I see a therapist whenever I need to, and she has been really helpful to me. I too was slightly worried about being judged for my religion when I first started looking for help, but here’s what I did: I looked online and found a local specialist who’s Chinese and who comes from a culture that isn’t dominated by white American Protestantism. At our first session, I asked her if she’d mind telling me what her religious upbringing was – not “What’s your religion?”, mind you, but what her parents raised her to be – and it turned out to be a combination of Buddhism and Chinese folk religion. Well that worked out just great, because she also knew what it was like to feel marginalized by our predominantly Christian culture (perhaps even more so than I). I therefore didn’t have to worry about her judging me for my faith, because to her it was just another animist/polytheist religion like the one she’d grown up with. The idea of believing in many Gods or interacting with Them personally was not unusual to her at all. So if you feel that you’d like to start seeing a therapist, I’d encourage you to look for someone who comes from a similar cultural background.

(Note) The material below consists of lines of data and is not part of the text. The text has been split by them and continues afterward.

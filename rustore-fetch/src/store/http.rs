//! HTTP transport abstraction for testability.

use std::fmt;
use std::io::Read;
use std::time::Duration;

use reqwest::blocking::Client;
use reqwest::header::CONTENT_TYPE;

use crate::error::{FetchError, FetchResult};

/// Content type sent with JSON request bodies.
pub const JSON_CONTENT_TYPE: &str = "application/json; charset=utf-8";

/// An open streaming response.
pub struct PayloadStream {
    /// Value of the `content-length` header, if the server sent one.
    pub content_length: Option<u64>,
    /// Blocking reader over the response body.
    pub reader: Box<dyn Read + Send>,
}

impl fmt::Debug for PayloadStream {
    fn fmt(&self, f: &mut fmt::Formatter<'_>) -> fmt::Result {
        f.debug_struct("PayloadStream")
            .field("content_length", &self.content_length)
            .finish_non_exhaustive()
    }
}

/// Trait for the HTTP operations the store client needs.
///
/// This abstraction allows the whole pipeline to run against a mock backend
/// in tests.
pub trait StoreTransport: Send + Sync {
    /// Perform a GET and return the full body, regardless of HTTP status.
    fn get(&self, url: &str) -> FetchResult<Vec<u8>>;

    /// POST a JSON body and return the full response body, regardless of
    /// HTTP status.
    fn post_json(&self, url: &str, body: &[u8]) -> FetchResult<Vec<u8>>;

    /// Perform a GET and return a stream over the body.
    ///
    /// A non-success status is an error.
    fn open_stream(&self, url: &str) -> FetchResult<PayloadStream>;
}

/// Real transport implementation using reqwest's blocking client.
#[derive(Debug)]
pub struct ReqwestTransport {
    client: Client,
    timeout: Duration,
}

impl ReqwestTransport {
    /// Create a transport with the given request timeout.
    pub fn new(timeout: Duration) -> FetchResult<Self> {
        let client = Client::builder()
            .timeout(timeout)
            .build()
            .map_err(|e| FetchError::ClientInit(e.to_string()))?;

        Ok(Self { client, timeout })
    }

    fn read_body(&self, url: &str, response: reqwest::blocking::Response) -> FetchResult<Vec<u8>> {
        response
            .bytes()
            .map(|b| b.to_vec())
            .map_err(|e| FetchError::from_reqwest(url, e, self.timeout.as_secs()))
    }
}

impl StoreTransport for ReqwestTransport {
    fn get(&self, url: &str) -> FetchResult<Vec<u8>> {
        tracing::debug!(url, "GET");
        let response = self
            .client
            .get(url)
            .send()
            .map_err(|e| FetchError::from_reqwest(url, e, self.timeout.as_secs()))?;

        tracing::debug!(url, status = %response.status(), "response received");
        self.read_body(url, response)
    }

    fn post_json(&self, url: &str, body: &[u8]) -> FetchResult<Vec<u8>> {
        tracing::debug!(url, "POST");
        let response = self
            .client
            .post(url)
            .header(CONTENT_TYPE, JSON_CONTENT_TYPE)
            .body(body.to_vec())
            .send()
            .map_err(|e| FetchError::from_reqwest(url, e, self.timeout.as_secs()))?;

        tracing::debug!(url, status = %response.status(), "response received");
        self.read_body(url, response)
    }

    fn open_stream(&self, url: &str) -> FetchResult<PayloadStream> {
        tracing::debug!(url, "GET (streamed)");
        let response = self
            .client
            .get(url)
            .send()
            .map_err(|e| FetchError::from_reqwest(url, e, self.timeout.as_secs()))?;

        let status = response.status();
        if !status.is_success() {
            return Err(FetchError::Http {
                url: url.to_string(),
                reason: format!("GET request failed with status {}", status),
            });
        }

        Ok(PayloadStream {
            content_length: response.content_length(),
            reader: Box::new(response),
        })
    }
}

#[cfg(test)]
pub mod tests {
    use super::*;
    use std::io::Cursor;

    /// Mock transport answering every request with fixed data.
    pub struct MockTransport {
        pub body: Vec<u8>,
    }

    impl StoreTransport for MockTransport {
        fn get(&self, _url: &str) -> FetchResult<Vec<u8>> {
            Ok(self.body.clone())
        }

        fn post_json(&self, _url: &str, _body: &[u8]) -> FetchResult<Vec<u8>> {
            Ok(self.body.clone())
        }

        fn open_stream(&self, _url: &str) -> FetchResult<PayloadStream> {
            Ok(PayloadStream {
                content_length: Some(self.body.len() as u64),
                reader: Box::new(Cursor::new(self.body.clone())),
            })
        }
    }

    #[test]
    fn test_reqwest_transport_new() {
        assert!(ReqwestTransport::new(Duration::from_secs(10)).is_ok());
    }

    #[test]
    fn test_mock_stream_reads_body() {
        let mock = MockTransport {
            body: vec![1, 2, 3, 4],
        };

        let mut stream = mock.open_stream("http://example.com").unwrap();
        assert_eq!(stream.content_length, Some(4));

        let mut buf = Vec::new();
        stream.reader.read_to_end(&mut buf).unwrap();
        assert_eq!(buf, vec![1, 2, 3, 4]);
    }

    #[test]
    fn test_payload_stream_debug_hides_reader() {
        let stream = PayloadStream {
            content_length: None,
            reader: Box::new(Cursor::new(Vec::new())),
        };
        assert!(format!("{:?}", stream).contains("content_length: None"));
    }
}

Again, just because someone is a polytheist doesn’t mean I have to accept everything they claim to experience as being true. I hear all kinds of things that make me go, “Nope, not believing that!” (And you know what? We have every right to be skeptical about each other’s experiences; it would just help if we could all be a little more politic about it. There’s a difference between being skeptical of something and being a completely dismissive prick.) But every now and again, I hear a truly disturbing claim that I don’t want to believe…but which appears to have had observable traumatic consequences. We need to get past arguing whether such claims are objectively real or delusional; we need to cut right through the bull and right to the bone. The real issue here is whether people who are suffering from such horrors are seeking and/or getting the proper medical and therapeutic help they need. And a big part of that problem has to do with how we as Pagans treat such people. We need to do the responsible thing and treat their problems seriously, and we need to encourage them to seek proper help. Dismissing their problems as fantasy and treating their need for mental help as a moral weakness isn’t just foolish and irresponsible; it’s also purely and simply evil.
(In my belief, it’s exactly what
Apophis wants us to do to each other in this case…It’s just one more thing the Backward Face uses to try and engineer the dissolution of every human soul. I say we put that son of a bitch back in its proper place and start getting right with Ma’at when it comes to how we treat our brothers and sisters in the Gods. How about you?)